GSA launched its USAi platform last year at no cost to agencies, allowing them to experiment with artificial intelligence (AI) capabilities without having to maintain duplicative platforms.

According to GSA’s budget document for fiscal year 2027, GSA is planning to start charging agencies for USAi as part of a “cost-recoverable model.”

“Right now, we’re working with the agencies to understand what would a cost model for them look like,” Zach Whitman, chief data scientist and chief AI officer at GSA, told MeriTalk on the sidelines of the 2026 ITVMO Annual Summit on May 6. “Because what we want to do is we want to provide a solution that they can see being a useful addendum to their current portfolio.”

Whitman explained that USAi is not designed to be an “end-all, be-all” or compete directly with industry. Instead, he said, the platform provides agencies with a baseline level of access to foundation models.

“A lot of agencies will have one or two hyperscaler availabilities, which limits the number of models that they can potentially reach,” Whitman said. “So, the value proposition for us is just making sure that they have availability to the leading labs’ models in a way where they can look at our evals, they can ensure that it’s safe, they can ensure that it’s fit for their purpose, and then also keep an eye on all the telemetry that’s occurring on that system.”
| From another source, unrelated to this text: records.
use crate::error::{CookieError, Result};
use serde_json::Value;
use std::io::{self, BufRead, Read};

/// One record: the comma-separated fields of a single source line.
pub type Row = Vec<String>;

/// Rows in source line order. Rows may differ in length.
#[derive(Debug, Clone, Default, PartialEq, Eq)]
pub struct Table {
    rows: Vec<Row>,
}

impl Table {
    pub fn new(rows: Vec<Row>) -> Self {
        Self { rows }
    }

    /// Split every line of `reader` on `,` into a row. No quoting, no escaping.
    ///
    /// `\n`, `\r\n` and a lone `\r` all end a line.
    pub fn from_reader<R: BufRead>(mut reader: R) -> io::Result<Self> {
        let mut text = String::new();
        reader.read_to_string(&mut text)?;
        Ok(Self {
            rows: lines(&text).map(split_line).collect(),
        })
    }

    /// Drop row 0. An empty table is an error and is left untouched.
    pub fn strip_header(&mut self) -> Result<()> {
        if self.rows.is_empty() {
            return Err(CookieError::EmptyInput);
        }
        self.rows.remove(0);
        Ok(())
    }

    pub fn rows(&self) -> &[Row] {
        &self.rows
    }

    pub fn rows_mut(&mut self) -> &mut [Row] {
        &mut self.rows
    }

    pub fn len(&self) -> usize {
        self.rows.len()
    }

    pub fn is_empty(&self) -> bool {
        self.rows.is_empty()
    }
}

/// Shape check for untyped input: must be an array of arrays of strings.
impl TryFrom<&Value> for Table {
    type Error = CookieError;

    fn try_from(value: &Value) -> Result<Self> {
        let rows = value.as_array().ok_or_else(|| {
            CookieError::TypeMismatch(format!("expected an array of rows, got {}", json_kind(value)))
        })?;

        rows.iter()
            .enumerate()
            .map(|(i, row)| {
                let fields = row.as_array().ok_or_else(|| {
                    CookieError::TypeMismatch(format!(
                        "row {} must be an array of fields, got {}",
                        i,
                        json_kind(row)
                    ))
                })?;
                fields
                    .iter()
                    .enumerate()
                    .map(|(j, field)| {
                        field.as_str().map(str::to_owned).ok_or_else(|| {
                            CookieError::TypeMismatch(format!(
                                "field {} of row {} must be a string, got {}",
                                j,
                                i,
                                json_kind(field)
                            ))
                        })
                    })
                    .collect::<Result<Row>>()
            })
            .collect::<Result<Vec<Row>>>()
            .map(Table::new)
    }
}

fn lines(text: &str) -> impl Iterator<Item = &str> {
    text.split_terminator('\n')
        .flat_map(|line| line.strip_suffix('\r').unwrap_or(line).split('\r'))
}

/// Only the terminator is removed; other whitespace stays part of the field.
fn split_line(line: &str) -> Row {
    line.split(',').map(str::to_owned).collect()
}

pub(crate) fn json_kind(value: &Value) -> &'static str {
    match value {
        Value::Null => "null",
        Value::Bool(_) => "a boolean",
        Value::Number(_) => "a number",
        Value::String(_) => "a string",
        Value::Array(_) => "an array",
        Value::Object(_) => "an object",
    }
}
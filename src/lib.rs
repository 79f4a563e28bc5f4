pub mod cli;
pub mod error;
pub mod logging;
pub mod process;

pub use error::{CookieError, Result};
use std::path::PathBuf;
use thiserror::Error;

pub type Result<T> = std::result::Result<T, CookieError>;

#[derive(Debug, Error)]
pub enum CookieError {
    /// Any failure opening or reading the source. Causes are not distinguished.
    #[error("source unavailable: {}", path.display())]
    SourceUnavailable {
        path: PathBuf,
        #[source]
        source: std::io::Error,
    },

    #[error("cannot strip header from an empty table")]
    EmptyInput,

    #[error("type mismatch: {0}")]
    TypeMismatch(String),

    #[error("column {index} out of range for row {row} with {len} fields")]
    IndexOutOfRange { row: usize, index: usize, len: usize },

    #[error("no rows matched, nothing to select")]
    NoMatches,
}
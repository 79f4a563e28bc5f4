use clap::Parser;
use most_active_cookie::{
    cli::{self, Args, DEFAULT_LOG_FILE},
    logging,
};
use std::{path::Path, process::ExitCode};
use tracing::error;

fn main() -> ExitCode {
    // ─── 1) parse args; --help and --version exit here ───────────────
    let parsed = Args::try_parse();
    if let Err(e) = &parsed {
        if !e.use_stderr() {
            e.exit();
        }
    }

    // ─── 2) init logging ─────────────────────────────────────────────
    let (log_file, verbose) = match &parsed {
        Ok(args) => (args.log_file.as_path(), args.verbose),
        Err(_) => (Path::new(DEFAULT_LOG_FILE), false),
    };
    let subscriber = match logging::subscriber(log_file, verbose) {
        Ok(s) => s,
        Err(e) => {
            eprintln!("{:#}", e);
            return ExitCode::FAILURE;
        }
    };

    // ─── 3) run under the scoped subscriber ──────────────────────────
    tracing::subscriber::with_default(subscriber, || match parsed {
        Ok(args) => cli::execute(&args),
        Err(e) => {
            error!("Incorrect syntax (invalid or missing args): {}", e);
            ExitCode::from(2)
        }
    })
}
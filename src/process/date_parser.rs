use chrono::NaiveDate;
use once_cell::sync::Lazy;
use regex::Regex;

use super::raw_table::Table;

/// `YYYY-MM-DDThh:mm:ss+hh:mm`, anchored. Digits are not range-checked.
static TIMESTAMP_RE: Lazy<Regex> = Lazy::new(|| {
    Regex::new(r"^(\d{4}-\d{2}-\d{2})T\d{2}:\d{2}:\d{2}\+\d{2}:\d{2}$").unwrap()
});

/// The date part of a full timestamp field, or `None` if the field is anything else.
pub fn date_portion(field: &str) -> Option<&str> {
    TIMESTAMP_RE
        .captures(field)
        .and_then(|c| c.get(1))
        .map(|m| m.as_str())
}

/// Rewrite every timestamp field in `table` to its date portion, in place.
///
/// Idempotent: a date-only field no longer matches the full pattern.
pub fn normalize_timestamps(table: &mut Table) {
    for row in table.rows_mut() {
        for field in row.iter_mut() {
            if let Some(date) = date_portion(field).map(str::to_owned) {
                *field = date;
            }
        }
    }
}

/// Strict `YYYY-MM-DD` for the `--date` argument.
pub fn parse_target_date(s: &str) -> Result<NaiveDate, String> {
    let s = s.trim();
    let b = s.as_bytes();
    if b.len() != 10 || b[4] != b'-' || b[7] != b'-' {
        return Err(format!("expected YYYY-MM-DD, got {:?}", s));
    }
    NaiveDate::parse_from_str(s, "%Y-%m-%d").map_err(|e| format!("invalid date {:?}: {}", s, e))
}
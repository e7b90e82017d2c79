//! Video reference normalization
//!
//! Converts free-form user input (a full watch/share URL in several known
//! shapes, or a bare 11-character video id) into a canonical embed address
//! for the player frame. Extraction is permissive: input that matches no
//! known shape is passed through as-is and left for the embed provider to
//! reject, so normalization never blocks rendering.

use serde::{Deserialize, Serialize};

/// YouTube video ids are always 11 characters from `[A-Za-z0-9_-]`.
pub const VIDEO_ID_LEN: usize = 11;

const EMBED_BASE: &str = "https://www.youtube.com/embed";

/// Query flags appended to every embed address.
#[derive(Debug, Clone, PartialEq, Eq, Serialize, Deserialize)]
pub struct PlayerFlags {
    pub autoplay: bool,
    pub mute: bool,
    pub controls: bool,
}

impl Default for PlayerFlags {
    fn default() -> Self {
        Self {
            autoplay: true,
            mute: true,
            controls: true,
        }
    }
}

impl PlayerFlags {
    /// Render the flags as an embed query string.
    pub fn query_string(&self) -> String {
        format!(
            "autoplay={}&mute={}&controls={}",
            self.autoplay as u8, self.mute as u8, self.controls as u8
        )
    }
}

/// Attempt to extract an 11-character video id from a recognized URL shape.
///
/// Shapes are tried in priority order; the first one that yields a valid id
/// wins. Returns `None` when the input matches no known shape, in which case
/// callers fall back to the raw input (see [`normalize`]).
pub fn extract_video_id(input: &str) -> Option<&str> {
    let input = input.trim();
    if input.is_empty() {
        return None;
    }

    if let Some(id) = id_after_query_param(input, "watch?v=") {
        return Some(id);
    }
    for marker in ["shorts/", "youtu.be/", "embed/"] {
        if let Some(id) = id_after_path_segment(input, marker) {
            return Some(id);
        }
    }

    if is_valid_id(input) {
        return Some(input);
    }

    None
}

/// Normalize a video reference to the identifier used for embedding.
///
/// Falls back to the raw trimmed input when no shape matches; validity is
/// deferred to the embed provider, which shows its own unavailable state.
pub fn normalize(input: &str) -> &str {
    let trimmed = input.trim();
    extract_video_id(trimmed).unwrap_or(trimmed)
}

/// Build the embed address for a reference with the default player flags.
///
/// Empty input yields an empty address; the caller renders a placeholder
/// instead of a playback frame.
pub fn embed_address(input: &str) -> String {
    embed_address_with_flags(input, &PlayerFlags::default())
}

/// Build the embed address for a reference with explicit player flags.
pub fn embed_address_with_flags(input: &str, flags: &PlayerFlags) -> String {
    let id = normalize(input);
    if id.is_empty() {
        return String::new();
    }
    format!("{}/{}?{}", EMBED_BASE, id, flags.query_string())
}

/// True when `input` is exactly an 11-character id from the id alphabet.
pub fn is_valid_id(input: &str) -> bool {
    input.len() == VIDEO_ID_LEN && input.bytes().all(is_id_byte)
}

fn is_id_byte(b: u8) -> bool {
    b.is_ascii_alphanumeric() || b == b'_' || b == b'-'
}

/// Extract the id following a `?v=`-style marker, terminated by `&`, `?`,
/// `#`, newline, or end of input.
fn id_after_query_param<'a>(input: &'a str, marker: &str) -> Option<&'a str> {
    let start = input.find(marker)? + marker.len();
    let rest = &input[start..];
    let end = rest
        .find(['&', '?', '#', '\n'])
        .unwrap_or(rest.len());
    let candidate = &rest[..end];
    is_valid_id(candidate).then_some(candidate)
}

/// Extract the id following a path-segment marker such as `shorts/`.
///
/// The id is the run of id-alphabet characters after the marker; a run of
/// the wrong length is not an id and the caller falls through to the next
/// shape.
fn id_after_path_segment<'a>(input: &'a str, marker: &str) -> Option<&'a str> {
    let start = input.find(marker)? + marker.len();
    let rest = &input[start..];
    let end = rest
        .bytes()
        .position(|b| !is_id_byte(b))
        .unwrap_or(rest.len());
    let candidate = &rest[..end];
    is_valid_id(candidate).then_some(candidate)
}

#[cfg(test)]
mod tests {
    use super::*;
    use proptest::prelude::*;

    const ID: &str = "dQw4w9WgXcQ";

    #[test]
    fn extracts_from_watch_url() {
        let url = format!("https://www.youtube.com/watch?v={}", ID);
        assert_eq!(extract_video_id(&url), Some(ID));
    }

    #[test]
    fn extracts_from_watch_url_with_extra_params() {
        let url = format!("https://www.youtube.com/watch?v={}&t=42s&list=PL123", ID);
        assert_eq!(extract_video_id(&url), Some(ID));
    }

    #[test]
    fn extracts_from_short_link() {
        let url = format!("https://youtu.be/{}", ID);
        assert_eq!(extract_video_id(&url), Some(ID));
    }

    #[test]
    fn extracts_from_shorts_url() {
        let url = format!("https://www.youtube.com/shorts/{}", ID);
        assert_eq!(extract_video_id(&url), Some(ID));
    }

    #[test]
    fn extracts_from_embed_url() {
        let url = format!("https://www.youtube.com/embed/{}", ID);
        assert_eq!(extract_video_id(&url), Some(ID));
    }

    #[test]
    fn bare_id_passes_through() {
        assert_eq!(extract_video_id(ID), Some(ID));
        assert_eq!(normalize(ID), ID);
    }

    #[test]
    fn watch_marker_takes_priority_over_short_link() {
        // Both markers present; watch?v= must win.
        let url = format!("https://youtu.be/AAAAAAAAAAA/watch?v={}", ID);
        assert_eq!(extract_video_id(&url), Some(ID));
    }

    #[test]
    fn unrecognized_input_falls_back_to_raw() {
        assert_eq!(extract_video_id("not a video"), None);
        assert_eq!(normalize("not a video"), "not a video");
        assert_eq!(
            embed_address("junk"),
            "https://www.youtube.com/embed/junk?autoplay=1&mute=1&controls=1"
        );
    }

    #[test]
    fn empty_input_yields_empty_address() {
        assert_eq!(embed_address(""), "");
        assert_eq!(embed_address("   "), "");
    }

    #[test]
    fn input_is_trimmed() {
        let url = format!("  https://youtu.be/{}  \n", ID);
        assert_eq!(extract_video_id(&url), Some(ID));
    }

    #[test]
    fn malformed_candidate_falls_through() {
        // Too-short id after watch?v=; the trailing bare id rule cannot
        // rescue a full URL, so the raw input is used.
        let url = "https://www.youtube.com/watch?v=short";
        assert_eq!(extract_video_id(url), None);
        assert_eq!(normalize(url), url);
    }

    #[test]
    fn id_with_underscore_and_dash() {
        assert!(is_valid_id("a_b-c_d-e_f"));
        assert!(!is_valid_id("a_b-c_d-e_"));
        assert!(!is_valid_id("a_b-c_d-e_f!"));
    }

    #[test]
    fn embed_address_respects_flags() {
        let flags = PlayerFlags {
            autoplay: false,
            mute: true,
            controls: false,
        };
        assert_eq!(
            embed_address_with_flags(ID, &flags),
            format!("https://www.youtube.com/embed/{}?autoplay=0&mute=1&controls=0", ID)
        );
    }

    fn arb_id() -> impl Strategy<Value = String> {
        proptest::string::string_regex("[A-Za-z0-9_-]{11}").unwrap()
    }

    proptest! {
        #[test]
        fn any_valid_id_survives_every_shape(id in arb_id()) {
            let shapes = [
                format!("https://www.youtube.com/watch?v={}", id),
                format!("https://www.youtube.com/watch?v={}&feature=share", id),
                format!("https://youtu.be/{}", id),
                format!("https://www.youtube.com/shorts/{}", id),
                format!("https://www.youtube.com/embed/{}", id),
                id.clone(),
            ];
            for shape in &shapes {
                prop_assert_eq!(extract_video_id(shape), Some(id.as_str()));
            }
        }

        #[test]
        fn normalize_never_panics(input in ".*") {
            let _ = embed_address(&input);
        }
    }
}
//! Clipboard functionality

use crate::utils::MultiviewError;
use arboard::Clipboard;

/// Get clipboard content
pub fn get_clipboard_content() -> Result<String, MultiviewError> {
    let mut clipboard = Clipboard::new()
        .map_err(|e| MultiviewError::ClipboardError(format!("Failed to access clipboard: {}", e)))?;

    clipboard
        .get_text()
        .map_err(|e| MultiviewError::ClipboardError(format!("Failed to read clipboard: {}", e)))
}
//! Multiview library

pub mod downloader;
pub mod gui;
pub mod normalizer;
pub mod panel;
pub mod utils;

// Re-export main types for easier use
pub use downloader::{DownloadRequest, DownloaderState, Platform, RequestTarget};
pub use gui::{Message, MultiviewApp, Tab};
pub use normalizer::{embed_address, extract_video_id, normalize, PlayerFlags};
pub use panel::{Panel, PanelGrid, PanelKind};
pub use utils::{AppSettings, MultiviewError};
Whitman said the ongoing USAi trial has been critical in helping GSA determine whether agencies are seeing meaningful returns from the platform.

“We want to understand what the value of this thing is to them and make sure that we’re able to support that value with a staffed program office that would not produce a sub-quality product,” he explained.

“It’s really about understanding what ROI they’re seeing on the platform, and then how big our team needs to be to support them,” Whitman added.

During a panel discussion at the summit, Whitman said one of the central challenges facing agencies and vendors alike is determining how to price AI access when usage patterns vary widely.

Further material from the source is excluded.